「デザインされたノイズ」は、音や張り紙などの五感メディアに限らない。世の中の教育や運用、すなわち社会システム全体のデザインの中に、ノイズが多くなりつつある。
わかりやすい例が、1995年施工のPL法(製造物責任法)だ。PL法のおかげで、製品に欠陥があったことを利用者がいちいち証明しなくても良くなったわけだが、その代わり世の中は指示・警告で溢れかえることとなった。
家電製品を買えば、説明書や本体に沢山の警告ピクトグラムが貼り付けてあるのが見て取れる。こうした説明書をユーザに読んでもらうと、面白いことに気づく。ユーザは、まるで街中に溢れる「デザインされた騒音」を聞き流すのと同じように、黄色くて三角形の警告ピクトグラムを避け、「本当に必要な操作方法だけが書かれたページ」を探し出そうとするのだ。
すなわち、黄色や三角形といった認知しやすい形、あるいは丸型に斜め線という禁止のアナロジーなど、グラフィックデザインの狙いであるはずの「目を奪うための工夫」は、その意図とは裏腹に、「利用者にとって価値の無い情報を見分けるためのアイコン」として機能しているのだ。グラフィックデザインとコミュニケーションデザインとに、大きな齟齬が起きている。
法令順守が日本を滅ぼす
元・東京地検特捜部の郷原 信郎氏が、「法令順守が日本を滅ぼす」というキャッチーなタイトルの本を書かれている。その中で、本来は法令が目指した目的・理想を実現すべきなのに、いつの間にか「法令の文言を文字通り実施すること」が目的になってしまっているという日本社会の現状が指摘されている。例えば耐震偽装問題では、本当は偽装に至った業界構造と、その歴史背景に問題があるはずなのに、偽装をした事の一点のみがセンセーショナルに一人歩きしてしまった。そしてその結果として、偽装を発見するための不必要な細かい規則(=ノイズ)ばかりが増え、本質を見失ったまま建築業界全体が足をとられているという。
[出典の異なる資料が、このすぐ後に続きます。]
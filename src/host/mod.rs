//! In-process model of the browser surface the monitoring code talks to.
//!
//! A [`Host`] bundles the event loop, the window event target, the
//! performance timeline and the ambient analytics queue for one page. The
//! embedding engine drives it: it records performance entries as they are
//! produced and fires lifecycle transitions (`load`, `pagehide`, ...).

pub mod capabilities;
pub mod driver;
pub mod event_loop;
pub mod events;
pub mod performance;

pub use capabilities::Capabilities;
pub use driver::{DriverHandle, HostDriver};
pub use event_loop::{
    EventLoop, FrameId, FrameTask, IdleDeadline, IdleId, IdleTask, PendingTasks, Task, TimerId,
};
pub use events::{
    EventCallback, EventSystem, ListenerId, ListenerOptions, PageEvent, PageEventType,
    PageTransitionEvent,
};
pub use performance::{
    EntryDetail, EntryType, NavigationTiming, ObserverCallback, ObserverId, Performance,
    PerformanceEntry,
};

use crate::scheduler::Priority;
use crate::Result;
use once_cell::sync::OnceCell;
use parking_lot::{Mutex, RwLock};
use serde::{Deserialize, Serialize};
use std::collections::HashSet;
use std::sync::Arc;
use tracing::debug;

#[derive(Debug, Clone, PartialEq, Eq)]
pub struct HostFeatures {
    pub performance_marks: bool,
    pub idle_callback: bool,
    pub animation_frame: bool,
    pub bfcache_events: bool,
    pub entry_types: HashSet<EntryType>,
}

impl HostFeatures {
    pub fn full() -> Self {
        Self {
            performance_marks: true,
            idle_callback: true,
            animation_frame: true,
            bfcache_events: true,
            entry_types: EntryType::ALL.into_iter().collect(),
        }
    }

    /// Microtasks and timers only.
    pub fn minimal() -> Self {
        Self {
            performance_marks: false,
            idle_callback: false,
            animation_frame: false,
            bfcache_events: false,
            entry_types: HashSet::new(),
        }
    }

    pub fn without_entry_type(mut self, entry_type: EntryType) -> Self {
        self.entry_types.remove(&entry_type);
        self
    }
}

impl Default for HostFeatures {
    fn default() -> Self {
        Self::full()
    }
}

#[derive(Debug, Clone, Copy, PartialEq, Eq, Serialize, Deserialize)]
#[serde(rename_all = "lowercase")]
pub enum ReadyState {
    Loading,
    Interactive,
    Complete,
}

/// `window.dataLayer`: an append-only queue read by tag managers.
#[derive(Debug, Clone, Default)]
pub struct DataLayer {
    events: Arc<Mutex<Vec<serde_json::Value>>>,
}

impl DataLayer {
    pub fn new() -> Self {
        Self::default()
    }

    pub fn push(&self, event: serde_json::Value) {
        self.events.lock().push(event);
    }

    pub fn events(&self) -> Vec<serde_json::Value> {
        self.events.lock().clone()
    }

    pub fn len(&self) -> usize {
        self.events.lock().len()
    }

    pub fn is_empty(&self) -> bool {
        self.events.lock().is_empty()
    }
}

#[derive(Debug, Clone, PartialEq, Serialize, Deserialize)]
pub struct ResourceHint {
    pub url: String,
    pub as_type: String,
    pub priority: Priority,
    pub issued_at: f64,
}

pub struct Host {
    features: HostFeatures,
    event_loop: Arc<EventLoop>,
    events: EventSystem,
    performance: Performance,
    ready_state: RwLock<ReadyState>,
    data_layer: Option<DataLayer>,
    resource_hints: Mutex<Vec<ResourceHint>>,
    capabilities: OnceCell<Capabilities>,
    url: String,
}

impl Host {
    pub fn new(features: HostFeatures) -> Arc<Self> {
        Self::build(features, None, "about:blank")
    }

    pub fn with_data_layer(features: HostFeatures, data_layer: DataLayer) -> Arc<Self> {
        Self::build(features, Some(data_layer), "about:blank")
    }

    pub fn build(features: HostFeatures, data_layer: Option<DataLayer>, url: &str) -> Arc<Self> {
        let event_loop = Arc::new(EventLoop::new(features.idle_callback, features.animation_frame));
        let performance = Performance::new(
            event_loop.clone(),
            features.entry_types.clone(),
            features.performance_marks,
        );
        Arc::new(Self {
            features,
            event_loop,
            events: EventSystem::new(),
            performance,
            ready_state: RwLock::new(ReadyState::Loading),
            data_layer,
            resource_hints: Mutex::new(Vec::new()),
            capabilities: OnceCell::new(),
            url: url.to_string(),
        })
    }

    pub fn features(&self) -> &HostFeatures {
        &self.features
    }

    /// Feature detection, computed on first use and memoized for the page.
    pub fn capabilities(&self) -> Capabilities {
        *self
            .capabilities
            .get_or_init(|| Capabilities::detect(Some(self)))
    }

    pub fn url(&self) -> &str {
        &self.url
    }

    pub fn event_loop(&self) -> &Arc<EventLoop> {
        &self.event_loop
    }

    pub fn events(&self) -> &EventSystem {
        &self.events
    }

    pub fn performance(&self) -> &Performance {
        &self.performance
    }

    pub fn data_layer(&self) -> Option<&DataLayer> {
        self.data_layer.as_ref()
    }

    pub fn ready_state(&self) -> ReadyState {
        *self.ready_state.read()
    }

    pub fn now(&self) -> f64 {
        self.event_loop.now()
    }

    // -------- Event loop --------

    pub fn queue_microtask<F>(&self, task: F)
    where
        F: FnOnce() + Send + 'static,
    {
        self.event_loop.queue_microtask(Box::new(task));
    }

    pub fn set_timeout<F>(&self, delay_ms: u64, task: F) -> TimerId
    where
        F: FnOnce() + Send + 'static,
    {
        self.event_loop.set_timeout(delay_ms, Box::new(task))
    }

    pub fn clear_timeout(&self, id: TimerId) -> bool {
        self.event_loop.clear_timeout(id)
    }

    pub fn request_idle_callback<F>(&self, task: F, timeout_ms: Option<u64>) -> Result<IdleId>
    where
        F: FnOnce(IdleDeadline) + Send + 'static,
    {
        self.event_loop.request_idle_callback(Box::new(task), timeout_ms)
    }

    pub fn request_animation_frame<F>(&self, task: F) -> Result<FrameId>
    where
        F: FnOnce(f64) + Send + 'static,
    {
        self.event_loop.request_animation_frame(Box::new(task))
    }

    pub fn advance(&self, ms: u64) -> usize {
        self.event_loop.advance(ms)
    }

    pub fn render_frame(&self) -> usize {
        self.event_loop.render_frame()
    }

    pub fn run_idle_period(&self, budget_ms: f64) -> usize {
        self.event_loop.run_idle_period(budget_ms)
    }

    pub fn run_microtasks(&self) -> usize {
        self.event_loop.run_microtasks()
    }

    // -------- Window events --------

    pub fn add_event_listener<F>(
        &self,
        event_type: PageEventType,
        listener: F,
        options: ListenerOptions,
    ) -> ListenerId
    where
        F: Fn(&PageEvent) + Send + Sync + 'static,
    {
        self.events.add_listener(event_type, listener, options)
    }

    pub fn remove_event_listener(&self, event_type: PageEventType, id: ListenerId) -> bool {
        self.events.remove_listener(event_type, id)
    }

    pub fn listener_count(&self, event_type: PageEventType) -> usize {
        self.events.listener_count(event_type)
    }

    pub fn dispatch_event(&self, event: &PageEvent) -> usize {
        let ran = self.events.dispatch_event(event);
        self.event_loop.run_microtasks();
        ran
    }

    // -------- Page lifecycle, driven by the embedder --------

    /// Record the request/response milestones of the current navigation.
    pub fn commit_navigation(&self, request_start: f64, response_start: f64) {
        self.performance.update_navigation_timing(|t| {
            t.request_start = request_start;
            t.response_start = response_start;
        });
    }

    pub fn dom_content_loaded(&self) -> usize {
        let now = self.now();
        self.performance
            .update_navigation_timing(|t| t.dom_content_loaded_event_end = now);
        *self.ready_state.write() = ReadyState::Interactive;
        self.dispatch_event(&PageEvent::DomContentLoaded { time_stamp: now })
    }

    pub fn load(&self) -> usize {
        let now = self.now();
        let timing = self.performance.update_navigation_timing(|t| {
            if t.dom_content_loaded_event_end == 0.0 {
                t.dom_content_loaded_event_end = now;
            }
            t.load_event_end = now;
        });
        *self.ready_state.write() = ReadyState::Complete;
        self.performance
            .record_entry(PerformanceEntry::navigation(&self.url, timing));
        self.dispatch_event(&PageEvent::Load { time_stamp: now })
    }

    /// Fire `pagehide`. `persisted` means the page is entering the bfcache.
    pub fn page_hide(&self, persisted: bool) -> usize {
        self.page_transition(persisted, PageEvent::PageHide)
    }

    /// Fire `pageshow`. `persisted` means the page came back from the bfcache.
    pub fn page_show(&self, persisted: bool) -> usize {
        self.page_transition(persisted, PageEvent::PageShow)
    }

    fn page_transition(&self, persisted: bool, make: fn(PageTransitionEvent) -> PageEvent) -> usize {
        if !self.features.bfcache_events {
            debug!("page transition events are not supported by this host");
            return 0;
        }
        let event = make(PageTransitionEvent {
            persisted,
            time_stamp: self.now(),
        });
        self.dispatch_event(&event)
    }

    pub fn visibility_change(&self, hidden: bool) -> usize {
        self.dispatch_event(&PageEvent::VisibilityChange {
            hidden,
            time_stamp: self.now(),
        })
    }

    // -------- Resource hints --------

    pub fn preload(&self, url: &str, as_type: &str, priority: Priority) {
        let hint = ResourceHint {
            url: url.to_string(),
            as_type: as_type.to_string(),
            priority,
            issued_at: self.now(),
        };
        debug!(url, as_type, "resource hint issued");
        self.resource_hints.lock().push(hint);
    }

    pub fn resource_hints(&self) -> Vec<ResourceHint> {
        self.resource_hints.lock().clone()
    }
}
//! Callback dispatch strategies and batched execution.

pub mod debounce;

pub use debounce::Debouncer;

use crate::catch_callback_panic;
use crate::host::{Capabilities, Host};
use serde::{Deserialize, Serialize};
use std::fmt;
use std::sync::{Arc, Weak};
use tracing::{debug, error, warn};

pub type Callback = Arc<dyn Fn() + Send + Sync>;

pub const IDLE_TIMEOUT_NORMAL_MS: u64 = 1000;
pub const IDLE_TIMEOUT_LOW_MS: u64 = 2000;

#[derive(Debug, Clone, Copy, Default, PartialEq, Eq, Hash, Serialize, Deserialize)]
#[serde(rename_all = "lowercase")]
pub enum Priority {
    High,
    #[default]
    Normal,
    Low,
}

#[derive(Debug, Clone, Copy, PartialEq, Eq, Serialize, Deserialize)]
#[serde(default)]
pub struct ScheduleOptions {
    pub use_idle_callback: bool,
    pub use_animation_frame: bool,
    pub priority: Priority,
}

impl Default for ScheduleOptions {
    fn default() -> Self {
        Self {
            use_idle_callback: true,
            use_animation_frame: false,
            priority: Priority::Normal,
        }
    }
}

#[derive(Debug, Clone, Copy, PartialEq, Eq, Hash, Serialize, Deserialize)]
pub enum SchedulerBackend {
    Microtask,
    Timer,
    IdleCallback { timeout_ms: u64 },
    AnimationFrame,
}

/// Picks a dispatch backend per callback and runs batches.
///
/// Holds only a weak reference to its host so that schedulers captured by
/// host-owned listeners never keep the page alive.
#[derive(Clone)]
pub struct Scheduler {
    host: Weak<Host>,
    capabilities: Capabilities,
}

impl Scheduler {
    pub fn new(host: &Arc<Host>) -> Self {
        Self {
            host: Arc::downgrade(host),
            capabilities: host.capabilities(),
        }
    }

    /// A scheduler with no page behind it; dispatches are dropped.
    pub fn detached() -> Self {
        Self {
            host: Weak::new(),
            capabilities: Capabilities::detect(None),
        }
    }

    pub fn capabilities(&self) -> Capabilities {
        self.capabilities
    }

    pub(crate) fn host(&self) -> Option<Arc<Host>> {
        self.host.upgrade()
    }

    pub(crate) fn weak_host(&self) -> Weak<Host> {
        self.host.clone()
    }

    pub fn select_backend(&self, options: &ScheduleOptions) -> SchedulerBackend {
        let caps = &self.capabilities;
        if options.use_animation_frame && caps.animation_frame {
            SchedulerBackend::AnimationFrame
        } else if options.use_idle_callback && caps.idle_callback && options.priority != Priority::High {
            let timeout_ms = if options.priority == Priority::Low {
                IDLE_TIMEOUT_LOW_MS
            } else {
                IDLE_TIMEOUT_NORMAL_MS
            };
            SchedulerBackend::IdleCallback { timeout_ms }
        } else if options.priority == Priority::High {
            SchedulerBackend::Microtask
        } else {
            SchedulerBackend::Timer
        }
    }

    pub fn schedule(&self, callback: Callback, options: &ScheduleOptions) -> Dispatcher {
        Dispatcher {
            backend: self.select_backend(options),
            callback,
            host: self.host.clone(),
        }
    }

    pub fn debounce(&self, callback: Callback, delay_ms: u64, immediate: bool) -> Debouncer {
        Debouncer::new(self.host.clone(), callback, delay_ms, immediate)
    }

    /// Run `callbacks` as one visual update: inside a single animation frame
    /// when frames are available, otherwise as one microtask. Callbacks run
    /// in the given order and a failing one never stops the rest.
    pub fn batch_execute(&self, callbacks: Vec<Callback>) {
        if callbacks.is_empty() {
            return;
        }
        let Some(host) = self.host.upgrade() else {
            debug!(callbacks = callbacks.len(), "batch dropped: page is gone");
            return;
        };

        let callbacks: Arc<[Callback]> = callbacks.into();
        if self.capabilities.animation_frame {
            let batch = callbacks.clone();
            match host.request_animation_frame(move |_| run_batch(&batch)) {
                Ok(_) => return,
                Err(e) => warn!("falling back to a microtask batch: {e}"),
            }
        }
        host.queue_microtask(move || run_batch(&callbacks));
    }
}

impl fmt::Debug for Scheduler {
    fn fmt(&self, f: &mut fmt::Formatter<'_>) -> fmt::Result {
        f.debug_struct("Scheduler")
            .field("capabilities", &self.capabilities)
            .field("attached", &(self.host.strong_count() > 0))
            .finish()
    }
}

pub(crate) fn run_batch(callbacks: &[Callback]) {
    for (index, callback) in callbacks.iter().enumerate() {
        if let Err(e) = catch_callback_panic(|| callback()) {
            error!(index, batch_size = callbacks.len(), "batched callback failed: {e}");
        }
    }
}

/// A callback bound to the backend chosen for it. Every `dispatch` queues
/// one more invocation.
#[derive(Clone)]
pub struct Dispatcher {
    backend: SchedulerBackend,
    callback: Callback,
    host: Weak<Host>,
}

impl Dispatcher {
    pub fn backend(&self) -> SchedulerBackend {
        self.backend
    }

    pub fn dispatch(&self) {
        let Some(host) = self.host.upgrade() else {
            debug!(backend = ?self.backend, "dispatch dropped: page is gone");
            return;
        };
        let callback = self.callback.clone();
        match self.backend {
            SchedulerBackend::Microtask => host.queue_microtask(move || callback()),
            SchedulerBackend::Timer => {
                host.set_timeout(0, move || callback());
            }
            SchedulerBackend::IdleCallback { timeout_ms } => {
                let fallback = callback.clone();
                if let Err(e) = host.request_idle_callback(move |_| callback(), Some(timeout_ms)) {
                    warn!("idle dispatch failed, using a timer: {e}");
                    host.set_timeout(0, move || fallback());
                }
            }
            SchedulerBackend::AnimationFrame => {
                let fallback = callback.clone();
                if let Err(e) = host.request_animation_frame(move |_| callback()) {
                    warn!("frame dispatch failed, using a timer: {e}");
                    host.set_timeout(0, move || fallback());
                }
            }
        }
    }

    pub fn into_callback(self) -> Callback {
        Arc::new(move || self.dispatch())
    }
}

impl fmt::Debug for Dispatcher {
    fn fmt(&self, f: &mut fmt::Formatter<'_>) -> fmt::Result {
        f.debug_struct("Dispatcher")
            .field("backend", &self.backend)
            .finish()
    }
}
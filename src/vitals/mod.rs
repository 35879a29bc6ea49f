//! Core Web Vitals: metric names, ratings, collection and reporting.

pub mod collector;
pub mod reporter;
pub mod scoring;
pub mod store;

pub use collector::{
    init_performance_monitoring, CollectorSettings, MonitoringHandle, MonitoringOptions,
};
pub use reporter::{AnalyticsEvent, MetricReporter};
pub use scoring::{PerformanceScore, Recommendation, RecommendationPriority};
pub use store::{MetricCallback, MetricStore, SubscriberRegistry};

use crate::VitalsError;
use serde::{Deserialize, Serialize};
use std::fmt;
use std::str::FromStr;

/// Upper bound of "needs improvement", as a multiple of the good threshold.
/// Applied to every metric alike, CLS included.
pub const NEEDS_IMPROVEMENT_FACTOR: f64 = 1.5;

#[derive(Debug, Clone, Copy, PartialEq, Eq, Hash, PartialOrd, Ord, Serialize, Deserialize)]
#[serde(rename_all = "UPPERCASE")]
pub enum MetricName {
    Lcp,
    Cls,
    Inp,
    Fcp,
    Fid,
    Tbt,
    Ttfb,
}

impl MetricName {
    pub const ALL: [MetricName; 7] = [
        MetricName::Lcp,
        MetricName::Cls,
        MetricName::Inp,
        MetricName::Fcp,
        MetricName::Fid,
        MetricName::Tbt,
        MetricName::Ttfb,
    ];

    pub fn as_str(&self) -> &'static str {
        match self {
            MetricName::Lcp => "LCP",
            MetricName::Cls => "CLS",
            MetricName::Inp => "INP",
            MetricName::Fcp => "FCP",
            MetricName::Fid => "FID",
            MetricName::Tbt => "TBT",
            MetricName::Ttfb => "TTFB",
        }
    }
}

impl fmt::Display for MetricName {
    fn fmt(&self, f: &mut fmt::Formatter<'_>) -> fmt::Result {
        f.write_str(self.as_str())
    }
}

impl FromStr for MetricName {
    type Err = VitalsError;

    fn from_str(s: &str) -> Result<Self, Self::Err> {
        MetricName::ALL
            .into_iter()
            .find(|m| m.as_str().eq_ignore_ascii_case(s))
            .ok_or_else(|| VitalsError::Config(format!("unknown metric: {s}")))
    }
}

#[derive(Debug, Clone, Copy, PartialEq, Eq, Hash, PartialOrd, Ord, Serialize, Deserialize)]
#[serde(rename_all = "kebab-case")]
pub enum Rating {
    Good,
    NeedsImprovement,
    Poor,
}

impl Rating {
    pub fn from_threshold(value: f64, threshold: f64) -> Self {
        if value <= threshold {
            Rating::Good
        } else if value <= threshold * NEEDS_IMPROVEMENT_FACTOR {
            Rating::NeedsImprovement
        } else {
            Rating::Poor
        }
    }

    pub fn score(&self) -> u32 {
        match self {
            Rating::Good => 100,
            Rating::NeedsImprovement => 50,
            Rating::Poor => 0,
        }
    }

    pub fn as_str(&self) -> &'static str {
        match self {
            Rating::Good => "good",
            Rating::NeedsImprovement => "needs-improvement",
            Rating::Poor => "poor",
        }
    }
}

impl fmt::Display for Rating {
    fn fmt(&self, f: &mut fmt::Formatter<'_>) -> fmt::Result {
        f.write_str(self.as_str())
    }
}

/// "Good" upper bounds. Durations are milliseconds; CLS is unitless.
#[derive(Debug, Clone, Copy, PartialEq, Serialize, Deserialize)]
#[serde(default)]
pub struct Thresholds {
    pub lcp: f64,
    pub cls: f64,
    pub inp: f64,
    pub fcp: f64,
    pub fid: f64,
    pub tbt: f64,
    pub ttfb: f64,
}

impl Default for Thresholds {
    fn default() -> Self {
        Self {
            lcp: 2500.0,
            cls: 0.1,
            inp: 200.0,
            fcp: 1800.0,
            fid: 100.0,
            tbt: 200.0,
            ttfb: 800.0,
        }
    }
}

impl Thresholds {
    pub fn get(&self, metric: MetricName) -> f64 {
        match metric {
            MetricName::Lcp => self.lcp,
            MetricName::Cls => self.cls,
            MetricName::Inp => self.inp,
            MetricName::Fcp => self.fcp,
            MetricName::Fid => self.fid,
            MetricName::Tbt => self.tbt,
            MetricName::Ttfb => self.ttfb,
        }
    }

    pub fn rate(&self, metric: MetricName, value: f64) -> Rating {
        Rating::from_threshold(value, self.get(metric))
    }
}

#[derive(Debug, Clone, PartialEq, Serialize, Deserialize)]
pub struct MetricSample {
    pub name: MetricName,
    pub value: f64,
    pub rating: Rating,
    /// Milliseconds since the Unix epoch.
    pub timestamp: i64,
}
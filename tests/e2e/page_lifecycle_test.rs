use page_vitals::host::{DataLayer, HostDriver, HostFeatures, PerformanceEntry};
use page_vitals::{
    CleanupOptions, Host, MetricName, MonitoringOptions, PageVitals, PreloadOptions, Rating,
    VitalsConfig, VitalsError,
};
use pretty_assertions::assert_eq;
use std::io::Write;
use std::sync::atomic::{AtomicUsize, Ordering};
use std::sync::Arc;
use std::time::Duration;

fn step(host: &Host, ms: u64) {
    for _ in 0..(ms / 16).max(1) {
        host.advance(16);
        host.render_frame();
        host.run_idle_period(4.0);
    }
}

#[test]
fn test_full_page_lifetime() {
    let data_layer = DataLayer::new();
    let host = Host::build(HostFeatures::full(), Some(data_layer.clone()), "https://shop.test/");
    let vitals = PageVitals::new(host.clone(), VitalsConfig::default()).unwrap();
    let updates = Arc::new(AtomicUsize::new(0));
    let counter = updates.clone();
    let monitoring = vitals.init_performance_monitoring(
        MonitoringOptions::from(vitals.config()).with_on_metric_update(move |_| {
            counter.fetch_add(1, Ordering::SeqCst);
        }),
    );

    let restores = Arc::new(AtomicUsize::new(0));
    let r = restores.clone();
    let restore = vitals.handle_bfcache_restore(
        move || {
            r.fetch_add(1, Ordering::SeqCst);
        },
        &vitals.restore_options(),
    );
    let unloads = Arc::new(AtomicUsize::new(0));
    let u = unloads.clone();
    let cleanup = vitals.setup_bfcache_cleanup(
        move || {
            u.fetch_add(1, Ordering::SeqCst);
        },
        &CleanupOptions {
            critical: true,
            ..Default::default()
        },
    );
    let preload = vitals.preload_on_bfcache(vec!["/api/cart".to_string()], PreloadOptions::default());

    let perf = host.performance();
    host.commit_navigation(4.0, 204.0);
    step(&host, 600);
    perf.record_entry(PerformanceEntry::paint("first-contentful-paint", host.now()));
    perf.record_entry(PerformanceEntry::largest_contentful_paint(host.now(), host.now(), 0.0, 30_000));
    step(&host, 200);
    host.dom_content_loaded();
    perf.record_entry(PerformanceEntry::long_task(host.now(), 120.0));
    step(&host, 400);
    host.load();
    perf.record_entry(PerformanceEntry::first_input("click", host.now(), host.now() + 8.0));
    perf.record_entry(PerformanceEntry::event("click", host.now(), 8.0, 64.0));
    step(&host, 6_000);

    host.page_hide(true);
    step(&host, 1_000);
    host.page_show(true);
    step(&host, 3_000);
    assert_eq!(restores.load(Ordering::SeqCst), 1);
    assert_eq!(host.resource_hints().len(), 1);

    host.page_hide(false);
    assert_eq!(unloads.load(Ordering::SeqCst), 1);

    let report = vitals.snapshot();
    assert_eq!(report.url, "https://shop.test/");
    assert_eq!(report.metrics.len(), 7);
    assert_eq!(report.score.available_metrics, 7);
    assert_eq!(report.metrics[&MetricName::Tbt].value, 70.0);
    assert_eq!(report.metrics[&MetricName::Inp].value, 72.0);
    assert_eq!(report.metrics[&MetricName::Ttfb].value, 200.0);
    assert!(report.metrics.values().all(|s| s.rating == Rating::Good));
    assert_eq!(report.score.score, 100);
    assert!(report.recommendations.is_empty());
    assert_eq!(report.bfcache.restores, 1);
    assert_eq!(report.bfcache.unloads, 1);
    assert!(report.monitoring_active);

    assert_eq!(updates.load(Ordering::SeqCst), 7);
    assert_eq!(data_layer.len(), 7);

    let json = serde_json::to_value(&report).unwrap();
    assert_eq!(json["metrics"]["LCP"]["rating"], "good");

    restore.unsubscribe();
    cleanup.unsubscribe();
    preload.unsubscribe();
    monitoring.cleanup();
    assert!(!vitals.snapshot().monitoring_active);
    assert_eq!(vitals.get_bfcache_stats().restore_callbacks, 0);
}

#[test]
fn test_slow_page_gets_recommendations() {
    let host = Host::new(HostFeatures::full());
    let vitals = PageVitals::new(host.clone(), VitalsConfig::default()).unwrap();
    vitals.init_performance_monitoring(MonitoringOptions::default());

    let perf = host.performance();
    host.commit_navigation(0.0, 1_900.0);
    perf.record_entry(PerformanceEntry::paint("first-contentful-paint", 3_100.0));
    perf.record_entry(PerformanceEntry::largest_contentful_paint(5_200.0, 5_200.0, 0.0, 250_000));
    perf.record_entry(PerformanceEntry::layout_shift(3_300.0, 0.12, false));
    host.load();
    host.page_hide(false);

    let recs = vitals.get_performance_recommendations();
    let metrics: Vec<MetricName> = recs.iter().map(|r| r.metric).collect();
    assert_eq!(
        metrics,
        vec![MetricName::Lcp, MetricName::Fcp, MetricName::Ttfb, MetricName::Cls]
    );
    assert!(vitals.get_performance_score().score < 50);
}

#[test]
fn test_config_loaded_from_file() {
    let mut file = tempfile::NamedTempFile::new().unwrap();
    write!(
        file,
        r#"{{
            "report_to_console": false,
            "report_to_analytics": false,
            "thresholds": {{ "lcp": 4000 }},
            "tbt_quiet_window_ms": 1000,
            "restore_label": "spa-restore"
        }}"#
    )
    .unwrap();

    let config = VitalsConfig::from_json_file(file.path()).unwrap();
    assert_eq!(config.thresholds.lcp, 4000.0);
    assert_eq!(config.thresholds.inp, 200.0);
    assert_eq!(config.tbt_quiet_window_ms, 1000);

    let host = Host::new(HostFeatures::full());
    let vitals = PageVitals::new(host.clone(), config).unwrap();
    assert_eq!(vitals.restore_options().label, "spa-restore");
    vitals.init_performance_monitoring(MonitoringOptions::from(vitals.config()));

    host.performance()
        .record_entry(PerformanceEntry::largest_contentful_paint(3_000.0, 3_000.0, 0.0, 1_000));
    host.performance()
        .record_entry(PerformanceEntry::long_task(100.0, 80.0));
    host.advance(1_000);

    assert_eq!(vitals.get_metric(MetricName::Lcp).unwrap().rating, Rating::Good);
    assert_eq!(vitals.get_metric(MetricName::Tbt).unwrap().value, 30.0);
}

#[test]
fn test_bad_config_files_are_rejected() {
    let mut file = tempfile::NamedTempFile::new().unwrap();
    write!(file, r#"{{ "thresholds": {{ "cls": -0.5 }} }}"#).unwrap();
    assert!(matches!(
        VitalsConfig::from_json_file(file.path()),
        Err(VitalsError::Config(_))
    ));

    let mut garbage = tempfile::NamedTempFile::new().unwrap();
    write!(garbage, "not json").unwrap();
    assert!(VitalsConfig::from_json_file(garbage.path()).is_err());

    let dir = tempfile::tempdir().unwrap();
    assert!(VitalsConfig::from_json_file(dir.path().join("missing.json")).is_err());
}

#[tokio::test(start_paused = true)]
async fn test_driver_runs_restore_callbacks_in_real_time() {
    let host = Host::new(HostFeatures::full());
    let vitals = PageVitals::new(host.clone(), VitalsConfig::default()).unwrap();
    let restores = Arc::new(AtomicUsize::new(0));
    let r = restores.clone();
    let _restore = vitals.handle_bfcache_restore(
        move || {
            r.fetch_add(1, Ordering::SeqCst);
        },
        &vitals.restore_options(),
    );

    let driver = HostDriver::new(host.clone()).spawn();
    host.page_hide(true);
    tokio::time::sleep(Duration::from_millis(50)).await;
    host.page_show(true);
    tokio::time::sleep(Duration::from_millis(200)).await;
    let frames = driver.stop().await;

    assert!(frames > 0);
    assert_eq!(restores.load(Ordering::SeqCst), 1);
}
ポージング・デザインの問題の一つは、ここにあると思う。目先の規則や表示といったノイズだらけの世の中になるということは、社会全体の焦点(フォーカルポイント)が目先にしか向いていないということだ。その背後はピンボケしていて、利用者には全く伝わっていない。ある利用者は面倒くさがりながらも規則に従い、したたかな利用者はそれを無視する。